Cuban human rights examined by UN council

June 20, 2009

Here's something you won't hear from the corporate media: Cuba's human rights record was examined by the United Nation's Human Rights Council (UNHRC), and the country came out looking pretty good.

There was a great deal of praise, some constructive criticism and relatively few intransigent issues.

Such reports are rarely covered in meaningful terms. The corporate media, generally looking for a single story line, spin it their own way or ignore it — especially if the news does not suit their pre-determine dstereotypes.

Since 2006, Cuba has participated more freely in the UNHRC as it has become a more equitable process than the old UN Commission on Human Rights. The voting structure allows a wider range of countries to participate and the main accountability process is the "universal periodic review" (UPR), which applies to all countries.

The big powers no longer pick and choose their favourite "human rights offenders" for UN scrutiny, as they did under the old commission. The US tried to target Cuba (particularly during the administration of that great champion of human rights, George Bush Jr).

For this reason, Cuba refused to fully cooperate. Since the restructuring in 2006, however, things have changed.

At the 11th session, it was Cuba's turn for a UPR, and the little socialist country faced scrutiny from all participating countries plus a wide range of NGOs.

The structure of a UPR leads to the subject state either accepting, considering or rejecting submissions. The UNHRC report on Cuba, like all UPR reports, summarises the scrutiny process and sets out the state's responses to the criticism or praise.

The UN summarised the responses as follows: 60 of the recommendations by other states were supported by Cuba; 17 recommendations would be "examined" and responded to by Cuba; and 11 recommendations "did not enjoy the support of Cuba".

The most positive responses came from underdeveloped countries. Several urged Cuba to "continue in the path towards the building of socialism", others praised its remarkable solidarity efforts and domestic achievements, especially in health and education.

Cuba accepted recommendations to strengthen its treaty commitments, anti-discrimination programs, human rights education, youth programs, disabled support, gender equality, disaster management and general cooperation with UN agencies.

Bolivia, the major recipient of Cuban health sector assistance (with more than 5000 young Bolivians on Cuban medical scholarships) urged Cuba to keep sharing its experiences in health, science and cooperation.

Others also praised Cuba's sustained efforts in health cooperation.

Cuba accepted the recommendation of Brazil to maintain its moratorium on the death penalty (suspended since 2003), and of Mexico to strengthen national capacities to assist the victims of domestic violence.

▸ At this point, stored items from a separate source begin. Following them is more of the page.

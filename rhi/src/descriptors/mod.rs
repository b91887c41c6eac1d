//! Descriptor heaps, handles and descriptor sets.

mod allocator;
mod handle;
mod set;

pub use allocator::{DESCRIPTORS_PER_HEAP, DescriptorAllocator};
pub use handle::{CpuDescriptorHandle, GpuDescriptorHandle};
pub use set::DescriptorSet;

It also accepted the Russian and Pakistani recommendations to maintain its efforts in support of religious freedom, respect and tolerance.

Cuba accepted recommendations from several delegations, including Palestine's, to continue to promote and defend international self-determination and right to development initiatives. It agreed to "promote the active participation of civil society" in preparing the country's national human rights reports.

Cuba did not accept 11 recommendations from Israel and several European powers. It said these were either based on false premises or interfered with sovereign rights.

For example, Israel and Britain urged the repeal of laws by which citizens can be charged with collaborating with a foreign power to subvert the constitution. They also urged the immediate release of "unlawfully imprisoned human rights defenders, journalists and others".

Cuba says those referred to have been tried under legitimate sovereign law.

Canada urged Cuba to lift restrictions on the media (for example, allowing the domination enjoyed elsewhere by private media companies) and several states urged the "unconditional" release of a group of "political prisoners".

Many of these prisoners were arrested in 2003 and charged with collaboration with the Bush administration in the prelude to a feared invasion of Cuba in the aftermath of the Iraq invasion.

Cuba says these convictions were based on evidence of payments to those charged via US programs working to overthrow the constitution of Cuba, against the will of the Cuban people.

The evidence was presented in open court proceedings and published in several reports and books.

There were several complaints about mistreatment of prisoners and poor health facilities in prison, but Cuba rejected the claims.

Cuba took away to consider and respond to the recommendations that they: "ratify and implement" several human rights treaties they have recently signed; consider acceding to the Rome Statute and the International Criminal Court; establish a national human rights institution; invite more UN special rapporteurs; open further to independent international organisations such as the Red Cross; establish a UN led review of their prison system; review trial processes and travel permit arrangements to ensure they are consistent with the International Covenant on Civil and Political Rights (ICCPR); and move towards complete abolition of the death penalty.

No country raised any of the most serious human rights violations in relation to Cuba — such as torture, detention without trial, disappearances and kidnappings, death squads, wars of aggression, war crimes and rape by soldiers.

The same cannot be said about some of Cuba's close neighbours.